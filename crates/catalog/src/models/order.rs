//! Order domain types.
//!
//! An order number is assigned exactly once, at creation, by the order
//! repository; it never changes afterwards. Status transitions append to an
//! ordered, append-only history.

use chrono::{DateTime, Utc};
use rust_decimal::Decimal;
use serde::{Deserialize, Serialize};

use orchard_core::{
    CurrencyCode, Email, OrderId, OrderNumber, OrderStatus, PaymentMethod, PaymentStatus,
    PhoneNumber, ProductId, UserId, VariantId,
};

use crate::validate::{
    Validate, ValidationErrors, check_non_negative, check_str_len,
};

/// One product-and-quantity entry within an order.
#[derive(Debug, Clone, PartialEq, Serialize, Deserialize)]
pub struct OrderItem {
    /// Product reference.
    pub product_id: ProductId,
    /// Variant reference, when a specific variant was bought.
    #[serde(default)]
    pub variant_id: Option<VariantId>,
    /// SKU frozen at purchase time.
    pub sku: String,
    /// Product name frozen at purchase time.
    pub name: String,
    /// Units purchased; at least 1.
    pub quantity: i32,
    /// Unit price frozen at purchase time.
    pub price_at_purchase: Decimal,
    /// Per-line discount amount.
    #[serde(default)]
    pub discount: Decimal,
    /// Line total.
    pub total: Decimal,
}

impl OrderItem {
    fn validate_into(&self, errors: &mut ValidationErrors, prefix: &str) {
        if self.sku.trim().is_empty() {
            errors.push(format!("{prefix}.sku"), "sku is required");
        }
        if self.name.trim().is_empty() {
            errors.push(format!("{prefix}.name"), "name is required");
        }
        if self.quantity < 1 {
            errors.push(format!("{prefix}.quantity"), "must be at least 1");
        }
        check_non_negative(
            errors,
            &format!("{prefix}.price_at_purchase"),
            self.price_at_purchase,
        );
        check_non_negative(errors, &format!("{prefix}.discount"), self.discount);
        check_non_negative(errors, &format!("{prefix}.total"), self.total);
    }
}

/// A postal address embedded in an order.
#[derive(Debug, Clone, PartialEq, Eq, Serialize, Deserialize)]
pub struct PostalAddress {
    pub street: String,
    pub city: String,
    pub state: String,
    pub zip_code: String,
    pub country: String,
}

impl PostalAddress {
    fn validate_into(&self, errors: &mut ValidationErrors, prefix: &str) {
        for (field, value) in [
            ("street", &self.street),
            ("city", &self.city),
            ("state", &self.state),
            ("zip_code", &self.zip_code),
            ("country", &self.country),
        ] {
            if value.trim().is_empty() {
                errors.push(format!("{prefix}.{field}"), format!("{field} is required"));
            }
        }
    }
}

/// Buyer contact details frozen onto the order.
#[derive(Debug, Clone, PartialEq, Eq, Serialize, Deserialize)]
pub struct CustomerInfo {
    pub email: Email,
    pub first_name: String,
    pub last_name: String,
    #[serde(default)]
    pub phone_number: Option<PhoneNumber>,
}

/// Money breakdown for an order.
#[derive(Debug, Clone, PartialEq, Eq, Serialize, Deserialize)]
pub struct OrderPricing {
    pub subtotal: Decimal,
    pub tax: Decimal,
    pub shipping: Decimal,
    #[serde(default)]
    pub discount: Decimal,
    pub total: Decimal,
    pub currency: CurrencyCode,
}

impl OrderPricing {
    fn validate_into(&self, errors: &mut ValidationErrors) {
        check_non_negative(errors, "pricing.subtotal", self.subtotal);
        check_non_negative(errors, "pricing.tax", self.tax);
        check_non_negative(errors, "pricing.shipping", self.shipping);
        check_non_negative(errors, "pricing.discount", self.discount);
        check_non_negative(errors, "pricing.total", self.total);
    }
}

/// Payment details for an order.
#[derive(Debug, Clone, PartialEq, Eq, Serialize, Deserialize)]
pub struct PaymentInfo {
    pub method: PaymentMethod,
    #[serde(default)]
    pub transaction_id: Option<String>,
    #[serde(default)]
    pub status: PaymentStatus,
    #[serde(default)]
    pub paid_at: Option<DateTime<Utc>>,
}

/// Shipment details for an order.
#[derive(Debug, Clone, Default, PartialEq, Eq, Serialize, Deserialize)]
pub struct ShippingInfo {
    #[serde(default)]
    pub method: Option<String>,
    #[serde(default)]
    pub tracking_number: Option<String>,
    #[serde(default)]
    pub carrier: Option<String>,
    #[serde(default)]
    pub estimated_delivery: Option<DateTime<Utc>>,
    #[serde(default)]
    pub actual_delivery: Option<DateTime<Utc>>,
}

/// One entry in an order's append-only status log.
#[derive(Debug, Clone, PartialEq, Eq, Serialize, Deserialize)]
pub struct StatusChange {
    pub status: OrderStatus,
    pub timestamp: DateTime<Utc>,
    #[serde(default)]
    pub note: Option<String>,
}

/// A placed order.
#[derive(Debug, Clone, Serialize, Deserialize)]
pub struct Order {
    /// Unique order ID.
    pub id: OrderId,
    /// Human-readable order number, assigned once at creation.
    pub order_number: OrderNumber,
    /// The buyer.
    pub user_id: UserId,
    /// Buyer contact details.
    pub customer: CustomerInfo,
    /// Line items; never empty.
    pub items: Vec<OrderItem>,
    /// Money breakdown.
    pub pricing: OrderPricing,
    /// Where the order ships.
    pub shipping_address: PostalAddress,
    /// Where the invoice goes.
    pub billing_address: PostalAddress,
    /// Payment details.
    pub payment: PaymentInfo,
    /// Shipment details.
    pub shipping: ShippingInfo,
    /// Current fulfillment status.
    pub status: OrderStatus,
    /// Append-only status log, oldest first.
    pub status_history: Vec<StatusChange>,
    /// Free-form notes.
    pub notes: Option<String>,
    /// When the order was created.
    pub created_at: DateTime<Utc>,
    /// When the order was last updated.
    pub updated_at: DateTime<Utc>,
}

/// Input for placing an order.
///
/// The order number is not part of the input; the repository assigns it.
#[derive(Debug, Clone)]
pub struct NewOrder {
    pub user_id: UserId,
    pub customer: CustomerInfo,
    pub items: Vec<OrderItem>,
    pub pricing: OrderPricing,
    pub shipping_address: PostalAddress,
    pub billing_address: PostalAddress,
    pub payment: PaymentInfo,
    pub shipping: ShippingInfo,
    pub notes: Option<String>,
}

impl Validate for NewOrder {
    fn validate(&self) -> Result<(), ValidationErrors> {
        let mut errors = ValidationErrors::new();

        check_str_len(&mut errors, "customer.first_name", &self.customer.first_name, 1, 50);
        check_str_len(&mut errors, "customer.last_name", &self.customer.last_name, 1, 50);

        if self.items.is_empty() {
            errors.push("items", "order must have at least one item");
        }
        for (i, item) in self.items.iter().enumerate() {
            item.validate_into(&mut errors, &format!("items[{i}]"));
        }

        self.pricing.validate_into(&mut errors);
        self.shipping_address
            .validate_into(&mut errors, "shipping_address");
        self.billing_address
            .validate_into(&mut errors, "billing_address");

        errors.into_result()
    }
}

#[cfg(test)]
#[allow(clippy::unwrap_used)]
mod tests {
    use super::*;

    fn address() -> PostalAddress {
        PostalAddress {
            street: "1 Orchard Way".to_owned(),
            city: "Portland".to_owned(),
            state: "OR".to_owned(),
            zip_code: "97201".to_owned(),
            country: "US".to_owned(),
        }
    }

    fn seed_order() -> NewOrder {
        NewOrder {
            user_id: UserId::new(1),
            customer: CustomerInfo {
                email: Email::parse("buyer@example.com").unwrap(),
                first_name: "Ada".to_owned(),
                last_name: "Lovelace".to_owned(),
                phone_number: None,
            },
            items: vec![OrderItem {
                product_id: ProductId::new(10),
                variant_id: None,
                sku: "TRL-001".to_owned(),
                name: "Hand Trowel".to_owned(),
                quantity: 2,
                price_at_purchase: Decimal::from(12),
                discount: Decimal::ZERO,
                total: Decimal::from(24),
            }],
            pricing: OrderPricing {
                subtotal: Decimal::from(24),
                tax: Decimal::from(2),
                shipping: Decimal::from(5),
                discount: Decimal::ZERO,
                total: Decimal::from(31),
                currency: CurrencyCode::USD,
            },
            shipping_address: address(),
            billing_address: address(),
            payment: PaymentInfo {
                method: PaymentMethod::CreditCard,
                transaction_id: None,
                status: PaymentStatus::Pending,
                paid_at: None,
            },
            shipping: ShippingInfo::default(),
            notes: None,
        }
    }

    #[test]
    fn test_validate_ok() {
        assert!(seed_order().validate().is_ok());
    }

    #[test]
    fn test_validate_rejects_empty_items() {
        let mut new = seed_order();
        new.items.clear();
        let err = new.validate().unwrap_err();
        assert!(err.errors().iter().any(|e| e.field == "items"));
    }

    #[test]
    fn test_validate_rejects_zero_quantity() {
        let mut new = seed_order();
        new.items[0].quantity = 0;
        let err = new.validate().unwrap_err();
        assert!(err.errors().iter().any(|e| e.field == "items[0].quantity"));
    }

    #[test]
    fn test_validate_rejects_negative_pricing() {
        let mut new = seed_order();
        new.pricing.tax = Decimal::from(-1);
        let err = new.validate().unwrap_err();
        assert!(err.errors().iter().any(|e| e.field == "pricing.tax"));
    }

    #[test]
    fn test_validate_rejects_blank_address_fields() {
        let mut new = seed_order();
        new.shipping_address.city = String::new();
        let err = new.validate().unwrap_err();
        assert!(
            err.errors()
                .iter()
                .any(|e| e.field == "shipping_address.city")
        );
    }

    #[test]
    fn test_status_change_serde() {
        let change = StatusChange {
            status: OrderStatus::Shipped,
            timestamp: Utc::now(),
            note: Some("left the warehouse".to_owned()),
        };
        let json = serde_json::to_value(&change).unwrap();
        assert_eq!(json["status"], "shipped");
    }
}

──────

▸ **How to complete this task**
Select every line in the material above where the string "street" occurs, and copy it.

▸ **Finished task**
    pub street: String,
            ("street", &self.street),
            street: "1 Orchard Way".to_owned(),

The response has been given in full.